(a, b) Dosimetric doses report in two regular angiographic studies. Total DPA dose related to cine acquisition with frame/s and projection. Radiation in the cath lab is generated using two different modes: fluoroscopy or “cine” angiography. Fluoroscopy involves 95 % of the total x-ray operation time but only causes 40 % of the total radiation dose; cine represents only 5 % of the total x-ray tube operation time but 60 % of the total radiation exposure
In computed tomography (CT), dose length product (DLP) is the standard dose measurement reported, expressed in mGy.cm. Important differences in doses are obtained with various CT protocols with saving algorithms, with/without cardiac gating, type of gating (prospective/retrospective), etc. Early studies with retrospective gating and no dose modulations delivered doses >15 mSv. Estimated lifetime risk of cancer is as high as 1:143 for a 20-year-old woman if a scan was performed retrospectively with no modulation (old explorations).
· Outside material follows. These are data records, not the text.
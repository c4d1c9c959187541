use anyhow::Context;
use clap::Parser;
use dialoguer::{Input, Password};
use std::path::Path;
use trust_wedo::{cli, client, config, error, render, scan, watch};
use cli::{Cli, Commands};
use client::{ApiClient, AuthClient};
use config::Config;
use error::{Result, TrustWedoError};
use tracing_subscriber::EnvFilter;
use trust_wedo_common::{
    t, AuthOutcome, CancelToken, Language, PasswordCredentials, PollPolicy, ScanJob,
};

#[tokio::main(flavor = "current_thread")]
async fn main() -> anyhow::Result<()> {
    let cli = Cli::parse();
    init_tracing(cli.verbose);

    let config_path = Config::config_path()?;
    let config = Config::load_from(&config_path)
        .with_context(|| format!("failed to read {}", config_path.display()))?;

    // 対話入力中はCtrl-Cを奪わない（端末の既定動作で終了させる）
    let cancel = CancelToken::new();
    if cli.command.is_interactive() {
        run(cli.command, config, &config_path, &cancel).await?;
    } else {
        let task = run(cli.command, config, &config_path, &cancel);
        watch::interruptible(task, watch::ctrl_c(), &cancel).await?;
    }
    Ok(())
}

/// ログは標準エラーへ（`RUST_LOG` があればそちらを優先）
fn init_tracing(verbose: bool) {
    let level = if verbose { "debug" } else { "warn" };
    let filter = EnvFilter::try_from_default_env().unwrap_or_else(|_| EnvFilter::new(level));
    tracing_subscriber::fmt()
        .with_env_filter(filter)
        .with_target(false)
        .with_writer(std::io::stderr)
        .init();
}

fn now() -> i64 {
    chrono::Utc::now().timestamp()
}

async fn run(
    command: Commands,
    mut config: Config,
    config_path: &Path,
    cancel: &CancelToken,
) -> Result<()> {
    let lang = config.language;

    match command {
        Commands::Login { email } => {
            let email = prompt_email(email)?;
            let password = Password::new()
                .with_prompt(t(lang, "auth.login.password"))
                .interact()
                .map_err(|e| TrustWedoError::Prompt(e.to_string()))?;
            let credentials = PasswordCredentials::new(&email, &password)?;

            println!("🔑 {}", t(lang, "auth.login.loading"));
            let auth = AuthClient::new(config.auth_endpoints())?;
            let session = auth.sign_in(&credentials, now()).await?;
            println!("✔ {}", session.email());

            config.session = Some(session);
            config.save_to(config_path)?;
        }

        Commands::Signup { email } => {
            let email = prompt_email(email)?;
            let password = Password::new()
                .with_prompt(t(lang, "auth.login.password"))
                .with_confirmation("Confirm password", "Passwords do not match")
                .interact()
                .map_err(|e| TrustWedoError::Prompt(e.to_string()))?;
            let credentials = PasswordCredentials::new(&email, &password)?;

            println!("📝 {}", t(lang, "auth.signup.loading"));
            let auth = AuthClient::new(config.auth_endpoints())?;
            match auth.sign_up(&credentials, now()).await? {
                AuthOutcome::SignedIn(session) => {
                    println!("✔ {}", session.email());
                    config.session = Some(session);
                    config.save_to(config_path)?;
                }
                AuthOutcome::ConfirmationRequired => {
                    println!("📧 {}", t(lang, "auth.signup.confirm"));
                }
            }
        }

        Commands::Logout => match config.session.take() {
            Some(session) => {
                let auth = AuthClient::new(config.auth_endpoints())?;
                // サーバ側の失効に失敗してもローカルのセッションは消す
                if let Err(e) = auth.sign_out(&session.access_token).await {
                    tracing::warn!("server sign-out failed: {}", e);
                }
                config.save_to(config_path)?;
                println!("✔ {}", t(lang, "dashboard.nav.logout"));
            }
            None => println!("Not logged in"),
        },

        Commands::Scan { url, no_wait, json } => {
            let client = api_client(&config)?;
            if !json {
                println!("🔎 {}", url.trim());
            }

            if no_wait {
                let job = scan::submit(&client, &url).await?;
                print_job(&job, lang, json)?;
                return Ok(());
            }

            let job =
                scan::submit_and_wait(&client, &url, PollPolicy::default(), cancel, lang, !json)
                    .await?;
            show_report(&client, &job.id, lang, json).await?;
        }

        Commands::Status { job_id, json } => {
            let client = api_client(&config)?;
            let job = client.get_scan(&job_id).await?;
            print_job(&job, lang, json)?;
        }

        Commands::Watch { job_id, json } => {
            let client = api_client(&config)?;
            let job =
                scan::wait_for(&client, &job_id, PollPolicy::default(), cancel, lang, !json)
                    .await?;
            show_report(&client, &job.id, lang, json).await?;
        }

        Commands::Scans { limit, json } => {
            let client = api_client(&config)?;
            let mut scans = client.list_scans().await?;
            scans.truncate(limit);
            if json {
                println!("{}", serde_json::to_string_pretty(&scans)?);
            } else {
                println!("{}", render::render_scan_list(&scans, lang));
            }
        }

        Commands::Report { job_id, json } => {
            let client = api_client(&config)?;
            show_report(&client, &job_id, lang, json).await?;
        }

        Commands::Config { api_url, lang: new_lang, theme, toggle_lang, toggle_theme, show } => {
            let mut changed = false;
            if let Some(url) = api_url {
                config.api_url = trust_wedo_common::ApiEndpoints::new(&url).base().to_string();
                changed = true;
            }

            let mut prefs = config.preferences();
            if let Some(new_lang) = new_lang {
                prefs.language = new_lang;
                changed = true;
            }
            if let Some(theme) = theme {
                prefs.theme = theme;
                changed = true;
            }
            if toggle_lang {
                prefs.toggle_language(&mut config);
                changed = true;
            }
            if toggle_theme {
                prefs.toggle_theme(&mut config);
                changed = true;
            }

            if changed {
                prefs.save(&mut config);
                config.save_to(config_path)?;
                println!("✔ {}", config_path.display());
            }
            if show || !changed {
                print_config(&config, config_path);
            }
        }
    }

    Ok(())
}

fn prompt_email(email: Option<String>) -> Result<String> {
    match email {
        Some(email) => Ok(email),
        None => Input::<String>::new()
            .with_prompt("Email")
            .interact_text()
            .map_err(|e| TrustWedoError::Prompt(e.to_string())),
    }
}

fn api_client(config: &Config) -> Result<ApiClient> {
    let token = config.access_token(now())?;
    ApiClient::new(&config.api_url(), &token)
}

fn print_job(job: &ScanJob, lang: Language, json: bool) -> Result<()> {
    if json {
        println!("{}", serde_json::to_string_pretty(job)?);
    } else {
        println!("{}", render::render_job(job, lang));
    }
    Ok(())
}

fn print_config(config: &Config, path: &Path) {
    println!("📁 {}", path.display());
    println!("  api_url : {}", config.api_url());
    println!(
        "  auth_url: {}",
        config.auth_url.as_deref().unwrap_or("(api_url)")
    );
    println!("  language: {}", config.language.code());
    println!("  theme   : {}", config.theme.as_str());
    match &config.session {
        Some(session) if !session.is_expired(now()) => println!("  session : {}", session.email()),
        Some(_) => println!("  session : expired"),
        None => println!("  session : -"),
    }
}

/// レポートと維度スコアを並行して取得して表示
async fn show_report(client: &ApiClient, job_id: &str, lang: Language, json: bool) -> Result<()> {
    let (report, dimensions) = tokio::join!(client.get_report(job_id), client.get_dimensions(job_id));
    let report = report?;
    let dimensions = match dimensions {
        Ok(d) => Some(d),
        Err(e) => {
            tracing::warn!("dimension scores unavailable: {}", e);
            None
        }
    };

    if json {
        let value = serde_json::json!({
            "report": report,
            "dimensions": dimensions,
        });
        println!("{}", serde_json::to_string_pretty(&value)?);
    } else {
        println!("{}", render::render_report(&report, dimensions.as_ref(), lang));
    }
    Ok(())
}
The scanner-derived DLP and the catheterization-derived DAP do not allow comparisons. Effective dose (mSv) allows cross-modality comparisons of radiation doses. In cardiac CT scan, the most common method of estimating the effective dose is the use of a conversion factor applied to the dose length product (DLP); conversion factors previously used in the literature varied between 0.014 and 0.019 mSv/mGy·cm and are based on tissue weightings published and updated by the ICRP. There are also PC-based programs that calculate effective doses with data from DAP, projection angle, kV, field size, duration of exposure, frames per second during acquisition, and patients’ height and weight. Conversion factors for conventional invasive coronary angiography have also been used but are based on older ICRP tissue weightings; published conversion factors vary widely from 0.12 to 0.26 mSv/Gy cm2 with 0.26 mSv/Gy cm2 the most common frequently simplified to 0.20 mSv/Gy × cm2. An average cardiac computed tomography and angiographic examination are equivalent to almost 100 and 300 chest x-rays, respectively (a single chest x-ray = 0.02 mSv).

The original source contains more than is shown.